Il n'y a pas de vision commune sur le conflit afghan, il suffit de dire que l'Afghanistan est tout sauf un pays en paix. Dont attestent les flux d'Afghans fuyant le pays.
D'après René Cagnat, chercheur associé à l'IRIS, spécialiste des questions centre-asiatiques, le lancement de l'offensive de printemps des talibans ne va ni faciliter la vie des Afghans, ni changer grand-chose pour le pays. Mais ça va pourtant changer quelque chose chez les talibans.
"Ils sont extrêmement divisés, ils ont le Mollah Mansour comme dirigeant… Il a fallu d'ailleurs qu'il s'impose, qu'il en élimine deux ou trois autres pour assurer l'unité dont il a besoin pour le succès. Le succès c'est la meilleure façon de les rassembler et d'éviter les factions qui les divisent. C'est le premier but de l'offensive", estime M. Cagnat dans l'entretien accordé à Sputnik.

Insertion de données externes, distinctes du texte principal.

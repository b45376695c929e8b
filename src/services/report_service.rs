//! Admin dashboard aggregation.

use async_trait::async_trait;
use std::sync::Arc;

use crate::config::{
    ACTION_CREATION, ACTION_DELETION, ACTION_EDIT, ACTION_LABELS, ROLE_ENTREPRENEUR, ROLE_EXPLORER,
};
use crate::domain::report::{plan_histogram, preference_histogram};
use crate::domain::{AdminDashboard, Histogram, RoleBreakdown};
use crate::errors::AppResult;
use crate::infra::UnitOfWork;

#[cfg(any(test, feature = "test-utils"))]
use mockall::automock;

#[cfg_attr(any(test, feature = "test-utils"), automock)]
#[async_trait]
pub trait ReportService: Send + Sync {
    async fn admin_dashboard(&self) -> AppResult<AdminDashboard>;
}

pub struct Reporter<U: UnitOfWork> {
    uow: Arc<U>,
}

impl<U: UnitOfWork> Reporter<U> {
    pub fn new(uow: Arc<U>) -> Self {
        Self { uow }
    }
}

#[async_trait]
impl<U: UnitOfWork> ReportService for Reporter<U> {
    async fn admin_dashboard(&self) -> AppResult<AdminDashboard> {
        let users = self.uow.users();
        let explorers = self.uow.explorers();
        let entrepreneurs = self.uow.entrepreneurs();
        let audit = self.uow.audit();

        let (
            total_users,
            explorer_role_count,
            entrepreneur_role_count,
            explorer_list,
            entrepreneur_list,
            creations,
            edits,
            deletions,
            logs,
        ) = tokio::try_join!(
            users.count(),
            users.count_by_role(ROLE_EXPLORER),
            users.count_by_role(ROLE_ENTREPRENEUR),
            explorers.list(),
            entrepreneurs.list(),
            audit.count_action_containing(ACTION_CREATION),
            audit.count_action_containing(ACTION_EDIT),
            audit.count_action_containing(ACTION_DELETION),
            audit.list_recent(),
        )?;

        tracing::debug!(
            total_users,
            explorers = explorer_list.len(),
            entrepreneurs = entrepreneur_list.len(),
            "Admin dashboard aggregated"
        );

        Ok(AdminDashboard {
            total_users,
            total_explorers: explorer_role_count,
            total_entrepreneurs: entrepreneur_role_count,
            roles: RoleBreakdown {
                explorers: explorer_role_count,
                entrepreneurs: entrepreneur_role_count,
            },
            plans: plan_histogram(&entrepreneur_list),
            preferences: preference_histogram(&explorer_list),
            actions: Histogram::from_counts(&ACTION_LABELS, vec![creations, edits, deletions]),
            entrepreneurs: entrepreneur_list,
            explorers: explorer_list,
            logs,
        })
    }
}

Ensuite, les talibans en sont arrivés à un point où ils peuvent envisager, après la prise de Kunduz, de prendre une autre capitale de province… ou deux, ce qui sera bien sûr très bon pour leur prestige.
"Ils vont essayer de garder ces capitales, en ce moment le mouvement taliban aurait acquis l'emprise sur le pays, puisqu'il serait uni. Actuellement, il a de grosses difficultés de division, surtout avec des éléments étrangers qui de plus en plus se tournent vers Daech. Ces éléments lui donnent la présence dans le nord que lui-même n'a pas. Et ces unités sont fournis par les étrangers qui ont étés ralliées", signale l'interlocuteur de Sputnik.
Le conflit afghan est alimenté par de multiples forces extérieures. Quels sont aujourd'hui les protagonistes sur ce théâtre militaire et meurtrier, et est-ce que l'implantation de Daech change désormais la donne? René Cagnat essaye de le décrypter.
"Voilà comment se présente la situation: d'un côté les talibans, de l'autre Daech, renforcé par les éléments internationaux. Les talibans sont pour le califat national, tandis que Daech et ses alliés sont pour l'action internationale à partir de l'Afghanistan en tant que tremplin vers les autres pays environnants, en particulier, vers l'Asie centrale", explique-t-il.
Cette action sera menée cette année principalement dans le nord de l'Afghanistan pour asseoir la présence des talibans et, épisodiquement, en direction de l'Asie centrale par les petits éléments qui y rejoignent là-bas les gens qui les attendent, les cellules dormantes du mouvement islamiste, poursuit-il.
Lundi, 12 recrues de l'armée ont péri dans un attentat-suicide revendiqué par les talibans dans l'est du pays. Mais les islamistes, qui mènent une sanglante insurrection depuis la chute de leur régime en 2001, comptent aussi s'attaquer aux 13.000 soldats de l'Otan afin de les démoraliser et de les forcer à quitter leur pays.
Ce qui veut dire que la présence américaine provoque et prolonge le conflit sévissant.
Au contraire, si les Américains avaient retiré tous leurs éléments, les négociations seraient possibles, même s'il y a encore 9.000 soldats américains, ce qui n'est pas rien. Si tous les soldats étrangers étaient partis, les talibans auraient accepté les négociations avec le gouvernement.
"Mais, est-ce que les Américains étant partis, le gouvernement aurait-il pu tenir? A Kaboul, par exemple", s'interroge M. Cagnat. "J'en doute. L'armée afghane n'est pas encore au point, et n'a pas de force de résister aux talibans".
Cela ressemble donc à un cercle vicieux: les Américains aident, mais restent à la fois une force irritante. Ce qui suggère une seule conclusion qui ne plaira pourtant pas à Washington: la solution consiste à retirer les troupes américaines et à renforcer l'armée nationale afghane.